_EXERCISE BRIEF:_
Each line from the first down to the one containing "fn fmt(&self, f: &mut" should be returned exactly as it appears below.

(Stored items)
────────

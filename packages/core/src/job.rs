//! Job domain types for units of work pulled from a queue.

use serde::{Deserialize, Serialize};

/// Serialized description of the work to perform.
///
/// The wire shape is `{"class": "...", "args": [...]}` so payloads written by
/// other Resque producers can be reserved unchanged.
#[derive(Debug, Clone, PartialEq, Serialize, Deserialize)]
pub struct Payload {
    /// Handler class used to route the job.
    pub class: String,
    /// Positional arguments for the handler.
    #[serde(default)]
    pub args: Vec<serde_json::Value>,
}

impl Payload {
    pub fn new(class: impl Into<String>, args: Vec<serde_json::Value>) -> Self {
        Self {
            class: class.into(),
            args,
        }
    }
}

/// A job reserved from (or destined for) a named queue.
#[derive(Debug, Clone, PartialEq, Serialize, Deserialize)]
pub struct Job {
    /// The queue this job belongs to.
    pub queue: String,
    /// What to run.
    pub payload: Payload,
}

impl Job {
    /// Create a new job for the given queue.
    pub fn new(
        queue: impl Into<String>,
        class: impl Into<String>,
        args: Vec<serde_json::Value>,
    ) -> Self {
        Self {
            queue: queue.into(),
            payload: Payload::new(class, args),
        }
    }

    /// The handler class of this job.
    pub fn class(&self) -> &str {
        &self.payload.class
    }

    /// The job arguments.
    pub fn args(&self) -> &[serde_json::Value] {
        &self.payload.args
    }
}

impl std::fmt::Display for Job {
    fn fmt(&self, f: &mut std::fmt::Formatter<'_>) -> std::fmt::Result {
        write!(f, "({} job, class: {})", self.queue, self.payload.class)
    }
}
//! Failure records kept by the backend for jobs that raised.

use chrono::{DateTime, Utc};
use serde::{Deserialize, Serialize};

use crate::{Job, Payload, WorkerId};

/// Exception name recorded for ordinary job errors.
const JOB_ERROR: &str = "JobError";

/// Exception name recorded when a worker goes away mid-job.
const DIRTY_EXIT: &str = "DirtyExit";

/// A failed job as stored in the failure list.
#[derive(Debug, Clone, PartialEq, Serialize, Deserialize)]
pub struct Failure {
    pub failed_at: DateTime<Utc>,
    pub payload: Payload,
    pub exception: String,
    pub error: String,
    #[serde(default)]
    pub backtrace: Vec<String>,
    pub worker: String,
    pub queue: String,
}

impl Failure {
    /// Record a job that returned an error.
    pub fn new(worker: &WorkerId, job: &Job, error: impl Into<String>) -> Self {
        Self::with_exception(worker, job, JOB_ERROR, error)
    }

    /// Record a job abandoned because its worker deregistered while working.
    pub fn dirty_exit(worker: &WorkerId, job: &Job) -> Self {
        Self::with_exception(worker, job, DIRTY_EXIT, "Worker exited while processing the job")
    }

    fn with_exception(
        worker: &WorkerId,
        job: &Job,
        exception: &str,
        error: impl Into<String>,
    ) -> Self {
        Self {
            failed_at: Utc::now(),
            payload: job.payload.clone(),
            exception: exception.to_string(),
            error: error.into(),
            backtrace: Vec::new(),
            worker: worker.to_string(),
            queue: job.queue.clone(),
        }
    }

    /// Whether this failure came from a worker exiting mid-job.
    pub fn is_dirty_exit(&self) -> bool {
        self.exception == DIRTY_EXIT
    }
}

────────

_SOLUTION FOR THIS EXERCISE:_
filename packages/core/src/job.rs
//! Job domain types for units of work pulled from a queue.

use serde::{Deserialize, Serialize};

/// Serialized description of the work to perform.
///
/// The wire shape is `{"class": "...", "args": [...]}` so payloads written by
/// other Resque producers can be reserved unchanged.
#[derive(Debug, Clone, PartialEq, Serialize, Deserialize)]
pub struct Payload {
    /// Handler class used to route the job.
    pub class: String,
    /// Positional arguments for the handler.
    #[serde(default)]
    pub args: Vec<serde_json::Value>,
}

impl Payload {
    pub fn new(class: impl Into<String>, args: Vec<serde_json::Value>) -> Self {
        Self {
            class: class.into(),
            args,
        }
    }
}

/// A job reserved from (or destined for) a named queue.
#[derive(Debug, Clone, PartialEq, Serialize, Deserialize)]
pub struct Job {
    /// The queue this job belongs to.
    pub queue: String,
    /// What to run.
    pub payload: Payload,
}

impl Job {
    /// Create a new job for the given queue.
    pub fn new(
        queue: impl Into<String>,
        class: impl Into<String>,
        args: Vec<serde_json::Value>,
    ) -> Self {
        Self {
            queue: queue.into(),
            payload: Payload::new(class, args),
        }
    }

    /// The handler class of this job.
    pub fn class(&self) -> &str {
        &self.payload.class
    }

    /// The job arguments.
    pub fn args(&self) -> &[serde_json::Value] {
        &self.payload.args
    }
}

impl std::fmt::Display for Job {
    fn fmt(&self, f: &mut std::fmt::Formatter<'_>) -> std::fmt::Result {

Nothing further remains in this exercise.